I am trying to write the SQL to generate the count of unique users who have purchased product B but have never purchased product C.

user_id product date_purchased
1 A 2015-01-10 00:00:00.000
1 B 2014-11-23 00:00:00.000
1 C 2015-05-01 00:00:00.000
2 A 2014-10-01 00:00:00.000
2 C 2014-12-23 00:00:00.000
3 B 2015-02-15 00:00:00.000
3 D 2014-09-23 00:00:00.000
3 E 2014-06-01 00:00:00.000
4 E 2014-12-14 00:00:00.000
4 F 2015-03-03 00:00:00.000

Someone suggested trying the following

SELECT COUNT(*) AS bought_b_no_c
FROM (
  SELECT user_id
  FROM table_purchases
  WHERE product IN ('B', 'C')
  GROUP BY user_id
  HAVING SUM(product = 'C') = 0
) t;

However, SQL Server is saying I have an error as follows:

Msg 102, Level 15, State 1, Line 5 Incorrect syntax near ')'.

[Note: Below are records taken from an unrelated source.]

//! API layer - HTTP handlers and routing
//!
//! This module contains all HTTP API endpoints for the GlobalNest service:
//! - Auth endpoints (register/login/logout/me)
//! - Profile endpoints (including the image upload)
//! - Housing and job listing endpoints
//! - University directory endpoints
//! - Community endpoints
//! - Mentor and review endpoints
//! - Booking (sessions) endpoints
//! - Feedback endpoint
//! - Static content endpoints (news, resources)
//!
//! Everything except register/login sits behind the auth middleware; a
//! request without a valid session gets 401, which the client turns into
//! its login redirect.

pub mod auth;
pub mod bookings;
pub mod community;
pub mod content;
pub mod feedback;
pub mod housing;
pub mod jobs;
pub mod mentors;
pub mod middleware;
pub mod profile;
pub mod universities;

use axum::{
    http::{header, HeaderValue, Method},
    middleware as axum_middleware,
    Router,
};
use tower_http::cors::CorsLayer;
use tower_http::services::ServeDir;

pub use middleware::{ApiError, AppState, AuthenticatedUser};

/// Build the main API router
pub fn build_api_router(state: AppState) -> Router<AppState> {
    // Everything a signed-in user can reach
    let protected_routes = Router::new()
        .nest("/auth", auth::protected_router())
        .nest("/profile", profile::router())
        .nest("/housing", housing::router())
        .nest("/jobs", jobs::router())
        .nest("/universities", universities::router())
        .nest("/community", community::router())
        .nest("/mentors", mentors::router())
        .nest("/sessions", bookings::router())
        .nest("/feedback", feedback::router())
        .nest("/content", content::router())
        .route_layer(axum_middleware::from_fn_with_state(
            state.clone(),
            middleware::require_auth,
        ));

    // Public routes
    Router::new()
        .nest("/auth", auth::public_router())
        .merge(protected_routes)
}

/// Build the complete router with middleware
pub fn build_router(state: AppState, cors_origin: &str) -> Router {
    // CORS configured for cookie-based auth from the web client
    let cors = CorsLayer::new()
        .allow_origin(cors_origin.parse::<HeaderValue>().unwrap())
        .allow_methods([Method::GET, Method::POST, Method::PUT, Method::DELETE])
        .allow_headers([header::CONTENT_TYPE, header::AUTHORIZATION, header::COOKIE])
        .allow_credentials(true);

    let uploads_dir = state.storage_config.path.clone();

    Router::new()
        .nest("/api/v1", build_api_router(state.clone()))
        // Uploaded profile images are served as plain static files
        .nest_service("/uploads", ServeDir::new(uploads_dir))
        .layer(cors)
        .with_state(state)
}

#[cfg(test)]
mod tests {
    use super::*;
    use crate::config::StorageConfig;
    use crate::db::repositories::{
        SqlxBookingRepository, SqlxFeedbackRepository, SqlxHousingRepository, SqlxJobRepository,
        SqlxMentorRepository, SqlxProfileRepository, SqlxReviewRepository, SqlxSessionRepository,
        SqlxUniversityRepository, SqlxUserRepository,
    };
    use crate::db::{create_test_pool, migrations};
    use crate::services::{
        AuthService, BookingService, FeedbackService, HousingService, ImageStorage, JobService,
        MentorService, ProfileService, UniversityService,
    };
    use axum::http::StatusCode;
    use axum_test::TestServer;
    use serde_json::json;
    use std::sync::Arc;

    async fn test_server() -> TestServer {
        let pool = create_test_pool().await.expect("Failed to create test pool");
        migrations::run_migrations(&pool)
            .await
            .expect("Failed to run migrations");

        let user_repo = SqlxUserRepository::boxed(pool.clone());
        let session_repo = SqlxSessionRepository::boxed(pool.clone());
        let profile_repo = SqlxProfileRepository::boxed(pool.clone());
        let mentor_repo = SqlxMentorRepository::boxed(pool.clone());

        let storage_config = Arc::new(StorageConfig::default());
        let storage = Arc::new(ImageStorage::new(storage_config.clone()));

        let state = AppState {
            pool: pool.clone(),
            auth_service: Arc::new(AuthService::new(
                user_repo,
                session_repo,
                profile_repo.clone(),
            )),
            profile_service: Arc::new(ProfileService::new(profile_repo, storage)),
            housing_service: Arc::new(HousingService::new(SqlxHousingRepository::boxed(
                pool.clone(),
            ))),
            job_service: Arc::new(JobService::new(SqlxJobRepository::boxed(pool.clone()))),
            mentor_service: Arc::new(MentorService::new(
                mentor_repo.clone(),
                SqlxReviewRepository::boxed(pool.clone()),
            )),
            booking_service: Arc::new(BookingService::new(
                SqlxBookingRepository::boxed(pool.clone()),
                mentor_repo,
            )),
            feedback_service: Arc::new(FeedbackService::new(SqlxFeedbackRepository::boxed(
                pool.clone(),
            ))),
            university_service: Arc::new(UniversityService::new(SqlxUniversityRepository::boxed(
                pool.clone(),
            ))),
            storage_config,
        };

        let app = build_router(state, "http://localhost:3000");
        TestServer::new(app).expect("Failed to start test server")
    }

    async fn register(server: &TestServer, email: &str) -> String {
        let response = server
            .post("/api/v1/auth/register")
            .json(&json!({
                "email": email,
                "password": "password123",
                "role": "planning"
            }))
            .await;
        response.assert_status(StatusCode::CREATED);

        let body: serde_json::Value = response.json();
        body["token"].as_str().expect("token missing").to_string()
    }

    #[tokio::test]
    async fn test_protected_routes_reject_anonymous_requests() {
        let server = test_server().await;

        for path in ["/api/v1/housing", "/api/v1/profile", "/api/v1/sessions"] {
            let response = server.get(path).await;
            response.assert_status(StatusCode::UNAUTHORIZED);
        }
    }

    #[tokio::test]
    async fn test_register_then_me() {
        let server = test_server().await;
        let token = register(&server, "flow@example.com").await;

        let response = server
            .get("/api/v1/auth/me")
            .authorization_bearer(&token)
            .await;
        response.assert_status_ok();

        let body: serde_json::Value = response.json();
        assert_eq!(body["email"], "flow@example.com");
    }

    #[tokio::test]
    async fn test_logout_invalidates_token() {
        let server = test_server().await;
        let token = register(&server, "logout@example.com").await;

        let response = server
            .post("/api/v1/auth/logout")
            .authorization_bearer(&token)
            .await;
        response.assert_status(StatusCode::NO_CONTENT);

        // The stale token no longer reaches protected routes
        let response = server
            .get("/api/v1/profile")
            .authorization_bearer(&token)
            .await;
        response.assert_status(StatusCode::UNAUTHORIZED);
    }

    #[tokio::test]
    async fn test_housing_crud_round_trip() {
        let server = test_server().await;
        let token = register(&server, "crud@example.com").await;

        let created = server
            .post("/api/v1/housing")
            .authorization_bearer(&token)
            .json(&json!({
                "title": "Room near campus",
                "description": "Sunny room, five minutes from the library",
                "price": 650.0,
                "location": "Palo Alto, CA",
                "available_from": "2025-09-01"
            }))
            .await;
        created.assert_status(StatusCode::CREATED);
        let listing: serde_json::Value = created.json();

        // Refetch-after-mutation: the list reflects the insert
        let list = server
            .get("/api/v1/housing")
            .authorization_bearer(&token)
            .await;
        list.assert_status_ok();
        let listings: serde_json::Value = list.json();
        assert_eq!(listings.as_array().unwrap().len(), 1);

        let delete = server
            .delete(&format!("/api/v1/housing/{}", listing["id"]))
            .authorization_bearer(&token)
            .await;
        delete.assert_status(StatusCode::NO_CONTENT);
    }

    #[tokio::test]
    async fn test_login_with_wrong_password() {
        let server = test_server().await;
        register(&server, "badlogin@example.com").await;

        let response = server
            .post("/api/v1/auth/login")
            .json(&json!({
                "email": "badlogin@example.com",
                "password": "not-the-password"
            }))
            .await;
        response.assert_status(StatusCode::UNAUTHORIZED);
    }

    #[tokio::test]
    async fn test_universities_listed_for_signed_in_user() {
        let server = test_server().await;
        let token = register(&server, "uni@example.com").await;

        let response = server
            .get("/api/v1/universities")
            .authorization_bearer(&token)
            .await;
        response.assert_status_ok();

        let universities: serde_json::Value = response.json();
        assert_eq!(universities.as_array().unwrap().len(), 7);
    }
}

Anybody know why this is happening and how to learn exactly how this work?

PS This was my original code

SELECT Count(*) AS bought_b_no_c
FROM   (SELECT user_id,
               Sum(bought_b_no_c) AS boolean_b_no_c
        FROM   (SELECT user_id,
                       product,
                       CASE
                         WHEN product = 'B' THEN 1
                         WHEN product = 'C' THEN -1
                         ELSE 0
                       END AS bought_b_no_c
                FROM   table_purchases) AS T
        GROUP  BY user_id) AS J
WHERE  boolean_b_no_c = 1
Dale K
  • 25,246
  • 15
  • 42
  • 71
  • 4
    `SUM(product = 'C')` should be `SUM(case when product = 'C' then 1 else 0 end)` – Dale K Dec 28 '21 at 02:36
  • 2
    To avoid that, it would have helped if you tagged SQL Server in [your original question](https://stackoverflow.com/questions/70483247/is-there-a-better-method-instead-of-2-nested-subqueries-for-this-task) from the start, if you're actually using SQL Server and not MySQL. – sticky bit Dec 28 '21 at 02:58
  • 1
    Curious that you include your "original code", but don't mention any problems with it. What will it do if one user purchases two B's? Or three B's and two C's? You might want to have a look at [`not exists`](https://learn.microsoft.com/en-us/sql/t-sql/language-elements/exists-transact-sql?view=sql-server-ver15). – HABO Dec 28 '21 at 02:58
  • Aside: As a rule [`exists`](https://learn.microsoft.com/en-us/sql/t-sql/language-elements/exists-transact-sql?view=sql-server-ver15) should be used when you only want to compare a `count` (or equivalent `sum`) to `0`, i.e. you don't really care about the precise value, just that some rows of interest exist (or don't). The _query optimizer_ ought to generate a more efficient _execution plan_. – HABO Dec 28 '21 at 20:03

2 Answers2

0

You could use this:

SELECT COUNT(b.*) AS bought_b_no_c
FROM table_purchases b
WHERE b.product = 'B'
AND b.user_id NOT IN (
  SELECT c.user_id
  FROM table_purchases c
  WHERE c.product = 'C'
)

This one "reads" more natural to me.


The other solution someone suggested can work with the fix from Dale K:

SELECT COUNT(*) AS bought_b_no_c
FROM (
  SELECT user_id
  FROM table_purchases
  WHERE product IN ('B', 'C')
  GROUP BY user_id
  HAVING SUM(case when product = 'C' then 1 else 0 end) = 0
) t;

I'm not sure which one has better performance, but both should do the trick.

Alisson Reinaldo Silva
  • 10,009
  • 5
  • 65
  • 83
0

Here is a way using NOT EXISTS. I translated the question "get unique users who use product B and has not purchased product C"

select count(distinct x.user) /*gets unique users*/
  from table x
 where x.product='B' /*who purchased product B*/
   and not exists(select null
                    from table y
                   where y.user=x.user
                     and x.product = 'C' /*and the user has not purchased C */)
George Joseph
  • 5,842
  • 10
  • 24